(WHAT YOU NEED TO DO):
Your answer should reproduce every line of the material in which the word "kept" occurs.

--------------------

//! Tracking-parameter removal for URLs.

use url::Url;

/// Query parameters removed regardless of value.
pub const TRACKING_PARAMS: &[&str] = &[
    "fbclid",
    "gclid",
    "msclkid",
    "ref",
    "source",
    "campaign",
    "medium",
    "tracking",
    "affiliate",
    "clickId",
    "sessionId",
];

/// Any query parameter with this prefix is removed.
const UTM_PREFIX: &str = "utm_";

/// Strip tracking parameters and tracking fragments from `input`.
///
/// Never fails: input that does not parse as an absolute URL is returned
/// unchanged. Applying the function twice yields the same result as once.
pub fn clean_url(input: &str) -> String {
    let Ok(mut url) = Url::parse(input) else {
        return input.to_string();
    };

    if url.query().is_some() {
        let pairs: Vec<(String, String)> = url
            .query_pairs()
            .map(|(k, v)| (k.into_owned(), v.into_owned()))
            .collect();
        let kept: Vec<&(String, String)> =
            pairs.iter().filter(|(k, _)| !is_tracking_param(k)).collect();

        if kept.is_empty() {
            url.set_query(None);
        } else if kept.len() != pairs.len() {
            url.query_pairs_mut()
                .clear()
                .extend_pairs(kept.iter().map(|(k, v)| (k.as_str(), v.as_str())));
        }
    }

    if url
        .fragment()
        .is_some_and(|f| f.contains(UTM_PREFIX) || f.contains("ref="))
    {
        url.set_fragment(None);
    }

    url.to_string()
}

/// `true` when `name` is a tracking query parameter.
pub fn is_tracking_param(name: &str) -> bool {
    name.starts_with(UTM_PREFIX) || TRACKING_PARAMS.contains(&name)
}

--------------------

(YOUR RESPONSE):
        let kept: Vec<&(String, String)> =
        if kept.is_empty() {
        } else if kept.len() != pairs.len() {
                .extend_pairs(kept.iter().map(|(k, v)| (k.as_str(), v.as_str())));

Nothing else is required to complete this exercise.